The world is largely the domain of the healthy in body and spirit; it is not necessarily a fun place for the sickly and the lame. Neither of these are conditions I can claim to know too much about, but, in recent years, I have at least learned something of them: I've had three surgeries in the three years since I've moved to West Virginia -- on my back, my hip, and, now, on my right Achilles tendon -- and have spent more time on crutches and in a wheelchair and with the assistance of a walker during that time than in all my previous life combined.

There is a big difference, as most of you know, between a condition that is temporary and one that is permanent: For the former, at least, there's a light at the end of a tunnel, a harbinger of better times ahead. Whether or not the philosopher Nietzsche was right about whatever doesn't kill us making us better, there isn't much we can't endure when we know that suffering will soon end. And suffering, at the very least, sometimes deepens our humility, and our capacity for empathy.

 

For years now, I've admired the man who enters the WVU Student Rec Center alone with his walker every morning at the same time I do, removes his prosthetic leg, and lowers himself into the swimming pool beside me.

Now, I admire him even more.

For myself, these months I've spent in recent years seated in wheelchairs and making my way with walkers have taught me at least one thing: that it's not an easy life for the handicapped and lame. Among the first, and most valuable, things to go is one's independence: One finds oneself dependent, not merely on the kindness of strangers, but even more deeply on the kindness of friends and loved ones. There's nothing like a few weeks in a wheelchair to teach you something about what the word "community" truly means.

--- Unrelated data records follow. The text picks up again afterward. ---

impl Supervisor {
    pub fn new(runtime: Arc<dyn ProcessRuntime>, options: LaunchOptions) -> Self {
        Supervisor {
            runtime,
            options,
            recovery: None,
            process: Mutex::new(DaemonProcess {
                pid: None,
                endpoints: Vec::new(),
                log: None,
                state: LifecycleState::NotStarted,
                config: None,
            }),
            abandoned: Arc::new(SyncMutex::new(None)),
        }
    }

    /// Runs a recovery pass after every transition into `running`.
    pub fn with_recovery(
        mut self,
        coordinator: RecoveryCoordinator,
        manager: Arc<dyn WorkloadManager>,
    ) -> Self {
        self.recovery = Some(Recovery {
            coordinator,
            manager,
        });
        self
    }

    pub async fn start(&self, config: EffectiveConfig) -> Result<StartOutcome, DaemonError> {
        let mut process = self.process.lock().await;
        self.start_locked(&mut process, config).await
    }

    /// Graceful stop, escalating to a forced kill after the grace period.
    pub async fn stop(&self) -> Result<(), DaemonError> {
        let mut process = self.process.lock().await;
        self.stop_locked(&mut process, StopSignal::Graceful).await
    }

    pub async fn kill(&self) -> Result<(), DaemonError> {
        let mut process = self.process.lock().await;
        self.stop_locked(&mut process, StopSignal::Forced).await
    }

    /// Stops the current process (or reaps a crashed one) and starts again with
    /// the configuration of the last `start`.
    pub async fn restart(&self) -> Result<StartOutcome, DaemonError> {
        let mut process = self.process.lock().await;
        let config = process.config.clone().ok_or(DaemonError::NotStarted)?;
        self.stop_locked(&mut process, StopSignal::Graceful).await?;
        self.start_locked(&mut process, config).await
    }

    pub async fn status(&self) -> LifecycleState {
        let mut process = self.process.lock().await;
        self.refresh(&mut process);
        process.state
    }

    pub async fn pid(&self) -> Option<u32> {
        let mut process = self.process.lock().await;
        self.refresh(&mut process);
        match process.state {
            LifecycleState::Starting | LifecycleState::Running | LifecycleState::Stopping => {
                process.pid
            }
            _ => None,
        }
    }

    pub async fn log(&self) -> Option<LogSink> {
        self.process.lock().await.log.clone()
    }

    /// Notices a daemon that died on its own or was killed by an abandoned start.
    fn refresh(&self, process: &mut DaemonProcess) {
        let abandoned = self
            .abandoned
            .lock()
            .unwrap_or_else(|poisoned| poisoned.into_inner())
            .take();
        if let Some(pid) = abandoned {
            // the runtime no longer owns this pid, it must never be signalled again
            if process.pid == Some(pid) {
                debug!(pid, "clearing daemon killed by an abandoned start");
                process.pid = None;
                process.state = LifecycleState::Crashed;
            }
        }
        if !matches!(
            process.state,
            LifecycleState::Starting | LifecycleState::Running
        ) {
            return;
        }
        let Some(pid) = process.pid else {
            return;
        };
        if let Some(exit) = self.runtime.exit_state(pid) {
            warn!(pid, ?exit, previous = %process.state, "daemon exited unexpectedly");
            process.state = LifecycleState::Crashed;
        }
    }

    async fn start_locked(
        &self,
        process: &mut DaemonProcess,
        config: EffectiveConfig,
    ) -> Result<StartOutcome, DaemonError> {
        self.refresh(process);
        match process.state {
            LifecycleState::NotStarted | LifecycleState::Stopped => {}
            LifecycleState::Crashed => {
                if let Some(pid) = process.pid.take() {
                    self.runtime.release(pid);
                }
            }
            LifecycleState::Starting | LifecycleState::Running | LifecycleState::Stopping => {
                return Err(DaemonError::AlreadyRunning {
                    pidfile: config.pidfile.clone(),
                });
            }
        }

        config.tls.validate()?;
        let endpoints = config.listen_addrs()?;

        tokio::fs::create_dir_all(&self.options.state_dir).await?;
        let handoff = self.options.state_dir.join(HANDOFF_FILE);
        let document = serde_json::to_vec_pretty(&config.to_document())
            .map_err(|e| DaemonError::Other(e.into()))?;
        tokio::fs::write(&handoff, document).await?;
        let log = LogSink::open(self.options.state_dir.join(LOG_FILE))?;

        // An endpoint that already answers belongs to someone else. It cannot
        // prove our child is up; the child's own bind failure decides.
        let mut occupied = Vec::new();
        for endpoint in &endpoints {
            if self
                .runtime
                .answers(endpoint, self.options.poll_interval)
                .await
            {
                debug!(address = %endpoint, "endpoint already answers before spawn");
                occupied.push(endpoint.clone());
            }
        }

        let command = LaunchCommand {
            program: self.options.program.clone(),
            args: vec![
                "daemon".to_string(),
                "--config-file".to_string(),
                handoff.display().to_string(),
            ],
            env: self.options.env.clone(),
            log: log.path().to_path_buf(),
        };
        let pid = self.runtime.spawn(&command).await?;
        info!(pid, endpoints = ?config.listen, "daemon spawned, waiting for it to answer");

        process.pid = Some(pid);
        process.state = LifecycleState::Starting;
        process.endpoints = endpoints;
        process.log = Some(log.clone());
        process.config = Some(config);

        let guard = StartGuard {
            runtime: self.runtime.clone(),
            abandoned: self.abandoned.clone(),
            pid: Some(pid),
        };
        let waited = self.wait_reachable(pid, process, &occupied, &log).await;
        guard.disarm();

        if let Err(e) = waited {
            if self.runtime.exit_state(pid).is_none() {
                if let Err(kill_error) = self.terminate(pid, StopSignal::Forced).await {
                    error!(pid, error = %kill_error, "failed to kill daemon after failed start");
                }
            }
            self.runtime.release(pid);
            process.pid = None;
            process.state = LifecycleState::Crashed;
            return Err(e);
        }

        process.state = LifecycleState::Running;
        info!(pid, "daemon is running");

        let recovery = match &self.recovery {
            Some(recovery) => {
                let result = recovery
                    .coordinator
                    .reconcile(recovery.manager.as_ref())
                    .await;
                match &result {
                    Ok(report) => info!(
                        resumed = report.resumed.len(),
                        paused = report.left_paused.len(),
                        stopped = report.left_stopped.len(),
                        failed = report.failed.len(),
                        "recovery finished"
                    ),
                    Err(e) => warn!(error = %e, "recovery did not run"),
                }
                Some(result)
            }
            None => None,
        };

        Ok(StartOutcome { pid, recovery })
    }

    async fn wait_reachable(
        &self,
        pid: u32,
        process: &DaemonProcess,
        occupied: &[ListenAddr],
        log: &LogSink,
    ) -> Result<(), DaemonError> {
        let deadline = Instant::now() + self.options.start_timeout;
        let config = process.config.as_ref().ok_or(DaemonError::NotStarted)?;

        loop {
            if let Some(exit) = self.runtime.exit_state(pid) {
                let tail = log.tail(LOG_TAIL_LINES);
                warn!(pid, ?exit, "daemon exited during startup");
                return Err(DaemonError::from_daemon_exit(exit.code(), config, tail));
            }

            let mut unreachable = None;
            for endpoint in &process.endpoints {
                if occupied.contains(endpoint)
                    || !self
                        .runtime
                        .answers(endpoint, self.options.poll_interval)
                        .await
                {
                    unreachable = Some(endpoint);
                    break;
                }
            }
            let Some(unreachable) = unreachable else {
                // the child may have lost a race for the address after we checked it
                if self.runtime.exit_state(pid).is_none() {
                    return Ok(());
                }
                continue;
            };

            if Instant::now() >= deadline {
                let tail = log.tail(LOG_TAIL_LINES);
                error!(pid, address = %unreachable, "daemon did not become reachable in time");
                return Err(DaemonError::StartTimeout {
                    address: unreachable.to_string(),
                    timeout: self.options.start_timeout,
                    log_tail: tail,
                });
            }
            sleep(self.options.poll_interval).await;
        }
    }

    async fn stop_locked(
        &self,
        process: &mut DaemonProcess,
        signal: StopSignal,
    ) -> Result<(), DaemonError> {
        self.refresh(process);
        match process.state {
            LifecycleState::NotStarted | LifecycleState::Stopped => Ok(()),
            LifecycleState::Crashed => {
                // already gone, only the bookkeeping is left
                if let Some(pid) = process.pid.take() {
                    self.runtime.release(pid);
                }
                process.state = LifecycleState::Stopped;
                Ok(())
            }
            LifecycleState::Starting | LifecycleState::Running | LifecycleState::Stopping => {
                let Some(pid) = process.pid else {
                    process.state = LifecycleState::Stopped;
                    return Ok(());
                };
                process.state = LifecycleState::Stopping;
                let exit = self.terminate(pid, signal).await?;
                info!(pid, ?exit, "daemon stopped");
                self.runtime.release(pid);
                process.pid = None;
                process.state = LifecycleState::Stopped;
                Ok(())
            }
        }
    }

    /// Signals `pid` and waits until it is gone.
    async fn terminate(&self, pid: u32, signal: StopSignal) -> Result<ExitState, DaemonError> {
        if signal == StopSignal::Graceful {
            self.runtime.signal(pid, StopSignal::Graceful)?;
            if let Some(exit) = self.wait_gone(pid, self.options.stop_timeout).await {
                return Ok(exit);
            }
            warn!(
                pid,
                grace = ?self.options.stop_timeout,
                "daemon ignored SIGTERM, killing it"
            );
        }
        self.runtime.signal(pid, StopSignal::Forced)?;
        self.wait_gone(pid, self.options.kill_timeout)
            .await
            .ok_or(DaemonError::StillRunning { pid })
    }

    async fn wait_gone(&self, pid: u32, bound: Duration) -> Option<ExitState> {
        let deadline = Instant::now() + bound;
        loop {
            if let Some(exit) = self.runtime.exit_state(pid) {
                return Some(exit);
            }
            if Instant::now() >= deadline {
                return None;
            }
            sleep(Duration::from_millis(20)).await;
        }
    }
}
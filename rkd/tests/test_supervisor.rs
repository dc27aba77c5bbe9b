use std::fs;
use std::sync::Arc;
use std::time::Duration;

use nix::sys::signal::{Signal, kill};
use nix::unistd::Pid;
use serial_test::serial;
use tempfile::tempdir;

use common::{DesiredState, RestartPolicy, WorkloadSnapshot, WorkloadStatus};
use rkd::error::DaemonError;
use rkd::listener::ListenAddr;
use rkd::recovery::RecoveryCoordinator;
use rkd::supervisor::runtime::NativeRuntime;
use rkd::supervisor::{LifecycleState, Supervisor};
use rkd::tls;

mod support;

use support::{
    FakeWorkloads, config_in, eventually, fake_daemon, free_port, is_dead, launch_options,
    supervisor_in, tcp_listen,
};

async fn ping(listen: &str) -> Result<String, DaemonError> {
    let addr = ListenAddr::parse(listen).unwrap();
    tls::ping(&addr, None, Duration::from_secs(2)).await
}

#[tokio::test]
#[serial]
async fn test_start_stop_unix_socket() {
    let dir = tempdir().unwrap();
    let socket = dir.path().join("rkd.sock");
    let listen = format!("unix://{}", socket.display());
    let supervisor = supervisor_in(dir.path());

    assert_eq!(supervisor.status().await, LifecycleState::NotStarted);
    let outcome = supervisor
        .start(config_in(dir.path(), &[listen.clone()]))
        .await
        .unwrap();
    assert!(outcome.recovery.is_none());
    assert_eq!(supervisor.status().await, LifecycleState::Running);
    assert_eq!(supervisor.pid().await, Some(outcome.pid));
    assert_eq!(ping(&listen).await.unwrap(), "OK");

    // the handoff is a regular configuration file
    let handoff = dir.path().join("state").join("rkd-effective.json");
    assert!(rkd::config::file::read(&handoff).is_ok());

    supervisor.stop().await.unwrap();
    assert_eq!(supervisor.status().await, LifecycleState::Stopped);
    assert_eq!(supervisor.pid().await, None);
    assert!(is_dead(outcome.pid));
    assert!(!socket.exists());
    assert_eq!(fs::read_to_string(dir.path().join("rkd.pid")).unwrap(), "");

    let log = supervisor.log().await.unwrap();
    assert!(log.read().unwrap().contains("daemon stopped"));
}

#[tokio::test]
#[serial]
async fn test_second_instance_on_same_address() {
    let first_dir = tempdir().unwrap();
    let second_dir = tempdir().unwrap();
    let listen = tcp_listen(free_port());

    let first = supervisor_in(first_dir.path());
    first
        .start(config_in(first_dir.path(), &[listen.clone()]))
        .await
        .unwrap();

    let second = supervisor_in(second_dir.path());
    let err = second
        .start(config_in(second_dir.path(), &[listen.clone()]))
        .await
        .unwrap_err();
    assert!(
        matches!(err, DaemonError::AddressInUse { ref address } if address.contains(&listen)),
        "unexpected error: {err}"
    );
    assert_eq!(second.status().await, LifecycleState::Crashed);

    assert_eq!(first.status().await, LifecycleState::Running);
    assert_eq!(ping(&listen).await.unwrap(), "OK");
    first.stop().await.unwrap();
}

#[tokio::test]
#[serial]
async fn test_second_instance_with_same_pidfile() {
    let dir = tempdir().unwrap();
    let first_listen = tcp_listen(free_port());
    let second_listen = tcp_listen(free_port());

    let first = supervisor_in(&dir.path().join("first"));
    first
        .start(config_in(dir.path(), &[first_listen.clone()]))
        .await
        .unwrap();

    let second = supervisor_in(&dir.path().join("second"));
    let err = second
        .start(config_in(dir.path(), &[second_listen]))
        .await
        .unwrap_err();
    assert!(
        matches!(err, DaemonError::AlreadyRunning { ref pidfile } if pidfile == &dir.path().join("rkd.pid")),
        "unexpected error: {err}"
    );

    assert_eq!(first.status().await, LifecycleState::Running);
    assert_eq!(ping(&first_listen).await.unwrap(), "OK");
    first.stop().await.unwrap();
}

#[tokio::test]
#[serial]
async fn test_stale_pidfile_with_live_pid() {
    let dir = tempdir().unwrap();
    // pid 1 is always alive and never ours
    fs::write(dir.path().join("rkd.pid"), "1\n").unwrap();

    let listen = tcp_listen(free_port());
    let supervisor = supervisor_in(dir.path());
    let outcome = supervisor
        .start(config_in(dir.path(), &[listen]))
        .await
        .unwrap();

    let recorded = fs::read_to_string(dir.path().join("rkd.pid")).unwrap();
    assert_eq!(recorded.trim(), outcome.pid.to_string());
    supervisor.stop().await.unwrap();
}

#[tokio::test]
#[serial]
async fn test_restart_releases_previous_process() {
    let dir = tempdir().unwrap();
    let listen = tcp_listen(free_port());
    let supervisor = supervisor_in(dir.path());

    let first = supervisor
        .start(config_in(dir.path(), &[listen.clone()]))
        .await
        .unwrap();
    let second = supervisor.restart().await.unwrap();

    assert_ne!(first.pid, second.pid);
    assert!(is_dead(first.pid));
    assert_eq!(supervisor.pid().await, Some(second.pid));
    assert_eq!(ping(&listen).await.unwrap(), "OK");
    supervisor.kill().await.unwrap();
    assert!(is_dead(second.pid));
}

#[tokio::test]
#[serial]
async fn test_start_while_running_is_rejected() {
    let dir = tempdir().unwrap();
    let config = config_in(dir.path(), &[tcp_listen(free_port())]);
    let supervisor = supervisor_in(dir.path());
    supervisor.start(config.clone()).await.unwrap();

    let err = supervisor.start(config).await.unwrap_err();
    assert!(matches!(err, DaemonError::AlreadyRunning { .. }));
    assert_eq!(supervisor.status().await, LifecycleState::Running);
    supervisor.stop().await.unwrap();
}

fn recovering_supervisor(dir: &std::path::Path, manager: Arc<FakeWorkloads>) -> Supervisor {
    supervisor_in(dir).with_recovery(
        RecoveryCoordinator::new()
            .with_list_timeout(Duration::from_secs(2), Duration::from_millis(20))
            .with_resume_timeout(Duration::from_secs(2), Duration::from_millis(20)),
        manager,
    )
}

async fn seed(manager: &FakeWorkloads) {
    manager
        .add(
            WorkloadSnapshot::new("web", DesiredState::Running, RestartPolicy::Always),
            WorkloadStatus::Running,
        )
        .await;
    manager
        .add(
            WorkloadSnapshot::new("batch", DesiredState::Paused, RestartPolicy::Always),
            WorkloadStatus::Paused,
        )
        .await;
}

#[tokio::test]
#[serial]
async fn test_restart_recovers_workloads() {
    let dir = tempdir().unwrap();
    let manager = FakeWorkloads::new();
    seed(&manager).await;
    let supervisor = recovering_supervisor(dir.path(), manager.clone());

    supervisor
        .start(config_in(dir.path(), &[tcp_listen(free_port())]))
        .await
        .unwrap();

    manager.daemon_lost().await;
    manager.report_empty(3);
    let outcome = supervisor.restart().await.unwrap();

    let report = outcome.recovery.unwrap().unwrap();
    assert_eq!(report.resumed, vec!["web"]);
    assert_eq!(report.left_paused, vec!["batch"]);
    assert_eq!(manager.status_of("web").await, Some(WorkloadStatus::Running));
    assert_eq!(manager.status_of("batch").await, Some(WorkloadStatus::Paused));
    supervisor.stop().await.unwrap();
}

#[tokio::test]
#[serial]
async fn test_out_of_band_kill_converges_like_restart() {
    // planned restart
    let planned_dir = tempdir().unwrap();
    let planned = FakeWorkloads::new();
    seed(&planned).await;
    let supervisor = recovering_supervisor(planned_dir.path(), planned.clone());
    supervisor
        .start(config_in(planned_dir.path(), &[tcp_listen(free_port())]))
        .await
        .unwrap();
    planned.daemon_lost().await;
    let planned_report = supervisor.restart().await.unwrap().recovery.unwrap().unwrap();
    supervisor.stop().await.unwrap();

    // crash
    let crashed_dir = tempdir().unwrap();
    let crashed = FakeWorkloads::new();
    seed(&crashed).await;
    let listen = tcp_listen(free_port());
    let supervisor = recovering_supervisor(crashed_dir.path(), crashed.clone());
    let outcome = supervisor
        .start(config_in(crashed_dir.path(), &[listen.clone()]))
        .await
        .unwrap();

    kill(Pid::from_raw(outcome.pid as i32), Signal::SIGKILL).unwrap();
    crashed.daemon_lost().await;
    let mut crashed_state = LifecycleState::Running;
    for _ in 0..100 {
        crashed_state = supervisor.status().await;
        if crashed_state == LifecycleState::Crashed {
            break;
        }
        tokio::time::sleep(Duration::from_millis(50)).await;
    }
    assert_eq!(crashed_state, LifecycleState::Crashed);

    let crash_report = supervisor.restart().await.unwrap().recovery.unwrap().unwrap();
    assert_eq!(supervisor.status().await, LifecycleState::Running);
    assert_eq!(ping(&listen).await.unwrap(), "OK");
    supervisor.stop().await.unwrap();

    assert_eq!(planned_report, crash_report);
    assert_eq!(planned.statuses().await, crashed.statuses().await);
}

#[tokio::test]
#[serial]
async fn test_unreachable_daemon_times_out() {
    let dir = tempdir().unwrap();
    let program = fake_daemon(dir.path(), "echo booting slowly\nexec sleep 30");
    let options = launch_options(program, dir.path()).with_start_timeout(Duration::from_secs(1));
    let supervisor = Supervisor::new(Arc::new(NativeRuntime::new()), options);

    let err = supervisor
        .start(config_in(dir.path(), &[tcp_listen(free_port())]))
        .await
        .unwrap_err();
    match &err {
        DaemonError::StartTimeout { log_tail, .. } => {
            assert!(log_tail.contains("booting slowly"))
        }
        other => panic!("expected StartTimeout, got {other}"),
    }
    assert_eq!(err.exit_code(), rkd::error::EXIT_START_TIMEOUT);
    assert_eq!(supervisor.status().await, LifecycleState::Crashed);
    assert_eq!(supervisor.pid().await, None);

    // restart works from crashed
    let err = supervisor.restart().await.unwrap_err();
    assert!(matches!(err, DaemonError::StartTimeout { .. }));
}

#[tokio::test]
#[serial]
async fn test_early_exit_is_mapped_from_exit_code() {
    let dir = tempdir().unwrap();
    let program = fake_daemon(dir.path(), "echo cannot bind >&2\nexit 4");
    let supervisor = Supervisor::new(
        Arc::new(NativeRuntime::new()),
        launch_options(program, dir.path()),
    );
    let listen = tcp_listen(free_port());
    let err = supervisor
        .start(config_in(dir.path(), &[listen.clone()]))
        .await
        .unwrap_err();
    assert!(matches!(err, DaemonError::AddressInUse { ref address } if address == &listen));

    let busy = tcp_listen(free_port());
    let program = fake_daemon(
        dir.path(),
        &format!("echo \"rkd: listen address {busy} is already in use\" >&2\nexit 4"),
    );
    let supervisor = Supervisor::new(
        Arc::new(NativeRuntime::new()),
        launch_options(program, dir.path()),
    );
    let err = supervisor
        .start(config_in(dir.path(), &[listen.clone(), busy.clone()]))
        .await
        .unwrap_err();
    assert!(matches!(err, DaemonError::AddressInUse { ref address } if address == &busy));

    let program = fake_daemon(dir.path(), "echo broken config >&2\nexit 1");
    let supervisor = Supervisor::new(
        Arc::new(NativeRuntime::new()),
        launch_options(program, dir.path()),
    );
    let err = supervisor
        .start(config_in(dir.path(), &[listen]))
        .await
        .unwrap_err();
    assert!(matches!(err, DaemonError::Exited { code: Some(1), ref log_tail } if log_tail.contains("broken config")));
}

#[tokio::test]
#[serial]
async fn test_inconsistent_tls_fails_before_spawn() {
    let dir = tempdir().unwrap();
    let mut args = support::args_in(dir.path(), &[tcp_listen(free_port())]);
    args.tlscert = Some("/nonexistent/cert.pem".into());
    let config = rkd::config::load(&args).unwrap();

    let supervisor = supervisor_in(dir.path());
    let err = supervisor.start(config).await.unwrap_err();
    assert!(matches!(err, DaemonError::InconsistentTls { .. }));
    assert_eq!(supervisor.status().await, LifecycleState::NotStarted);
    assert!(!dir.path().join("state").join("rkd.log").exists());
}

#[tokio::test]
#[serial]
async fn test_abandoned_start_kills_child_and_frees_the_slot() {
    let dir = tempdir().unwrap();
    let marker = dir.path().join("child.pid");
    let program = fake_daemon(
        dir.path(),
        &format!("echo $$ > {}\nexec sleep 30", marker.display()),
    );
    let options = launch_options(program, dir.path()).with_start_timeout(Duration::from_secs(1));
    let supervisor = Supervisor::new(Arc::new(NativeRuntime::new()), options);
    let config = config_in(dir.path(), &[tcp_listen(free_port())]);

    let start = supervisor.start(config.clone());
    assert!(
        tokio::time::timeout(Duration::from_millis(500), start)
            .await
            .is_err()
    );
    let pid: u32 = fs::read_to_string(&marker).unwrap().trim().parse().unwrap();

    // the abandoned child is accounted for before anything else runs
    assert_eq!(supervisor.status().await, LifecycleState::Crashed);
    assert_eq!(supervisor.pid().await, None);

    // and a new start goes ahead instead of reporting a phantom instance
    let err = supervisor.start(config).await.unwrap_err();
    assert!(
        matches!(err, DaemonError::StartTimeout { .. }),
        "unexpected error: {err}"
    );
    assert!(eventually(|| is_dead(pid), Duration::from_secs(5)).await);
}

#[tokio::test]
#[serial]
async fn test_stop_escalates_when_sigterm_is_ignored() {
    let dir = tempdir().unwrap();
    let program = fake_daemon(dir.path(), "trap '' TERM\nwhile :; do sleep 1; done");
    let grace = Duration::from_millis(500);
    let options = launch_options(program, dir.path()).with_stop_timeout(grace);
    let supervisor = Supervisor::new(Arc::new(NativeRuntime::new()), options);

    // the script cannot listen, so the endpoint comes up from here once it runs
    let port = free_port();
    let config = config_in(dir.path(), &[tcp_listen(port)]);
    let (outcome, _endpoint) = tokio::join!(supervisor.start(config), async {
        tokio::time::sleep(Duration::from_millis(300)).await;
        std::net::TcpListener::bind(("127.0.0.1", port)).unwrap()
    });
    let pid = outcome.unwrap().pid;

    let began = std::time::Instant::now();
    supervisor.stop().await.unwrap();
    assert!(began.elapsed() >= grace);
    assert!(is_dead(pid));
    assert_eq!(supervisor.status().await, LifecycleState::Stopped);
}
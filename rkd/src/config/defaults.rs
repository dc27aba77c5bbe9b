use super::{
    ADD_RUNTIME, CGROUP_DRIVER, CGROUP_PARENT, CONTAINERD_PATH, ConfigFragment, DEBUG,
    DEFAULT_REGISTRY, DEFAULT_REGISTRY_NAMESPACE, ENABLE_CRI, HOME_DIR, LISTEN,
    MAX_CONCURRENT_DOWNLOADS, PIDFILE, Provenance, Scalar, spec,
};

pub const DEFAULT_CONFIG_FILE: &str = "/etc/rkd/config.json";
pub const DEFAULT_LISTEN: &str = "unix:///var/run/rkd.sock";
pub const DEFAULT_HOME_DIR: &str = "/var/lib/rkd";
pub const DEFAULT_PIDFILE: &str = "/var/run/rkd.pid";
pub const DEFAULT_RUNTIME: (&str, &str) = ("runc", "runc");

/// The lowest-precedence fragment. TLS is off unless asked for.
pub fn fragment() -> ConfigFragment {
    let mut fragment = ConfigFragment::new(Provenance::Default);
    fragment.add_to_set(spec(LISTEN), DEFAULT_LISTEN.to_string());
    fragment.touch_set(spec(super::LABEL));
    fragment.push_mapping(
        spec(ADD_RUNTIME),
        DEFAULT_RUNTIME.0.to_string(),
        DEFAULT_RUNTIME.1.to_string(),
    );

    let str_defaults = [
        (CONTAINERD_PATH, "containerd"),
        (CGROUP_DRIVER, "cgroupfs"),
        (CGROUP_PARENT, "default"),
        (HOME_DIR, DEFAULT_HOME_DIR),
        (PIDFILE, DEFAULT_PIDFILE),
        (DEFAULT_REGISTRY, "registry.hub.docker.com"),
        (DEFAULT_REGISTRY_NAMESPACE, "library"),
    ];
    for (name, value) in str_defaults {
        fragment.set_scalar(spec(name), Scalar::Str(value.to_string()));
    }
    fragment.set_scalar(spec(ENABLE_CRI), Scalar::Bool(false));
    fragment.set_scalar(spec(DEBUG), Scalar::Bool(false));
    fragment.set_scalar(spec(MAX_CONCURRENT_DOWNLOADS), Scalar::Int(3));
    fragment
}
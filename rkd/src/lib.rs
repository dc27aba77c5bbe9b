pub mod config;
pub mod daemon;
pub mod error;
pub mod listener;
pub mod logging;
pub mod recovery;
pub mod supervisor;
pub mod tls;
pub mod workloads;

// re-export selected public API
pub use config::{DaemonArgs, EffectiveConfig};
pub use error::{DaemonError, RecoveryError};
pub use recovery::{RecoveryCoordinator, RecoveryReport, WorkloadManager};
pub use supervisor::{LaunchOptions, LifecycleState, Supervisor};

"Your chance of rescue from any despair," wrote the late Reynolds Price, whom cancer of the spinal column left wheelchair-bound and without the use of most of his body, "lies, if it lies anywhere, in your eventual decision to abandon the deathwatch by the corpse of your old self and to search out a new inhabitable body."

This, it occurs to me, is exactly what the permanently lamed and handicapped must learn to do: abandon the deathwatch by the corpse of their old selves and search out a new inhabitable body. But, if my weeks and months of immobility and dependence have taught me anything, they have taught me this: their job isn't easy.

 

The handicapped -- despite a world that has grown progressively more aware of, and amenable to, their existence -- have their work cut out for them in a universe not exactly designed with them in mind. Steps, hills, curbs, stones, uneven pavement and inclement weather are but a few of the daily challenges they face ... not to mention keeping their spirits up and simply making it to work. In the world we know, the intact of body have, no pun intended, a real leg up at almost every turn.

I've been among the handicapped only a short time, and-- at least for now-I assume only temporarily. But it's been enough to teach me something of what they, on a daily basis and for the rest of their lives, must endure. They may not need our sympathy, but of one thing I'm entirely certain: they most certainly deserve our admiration.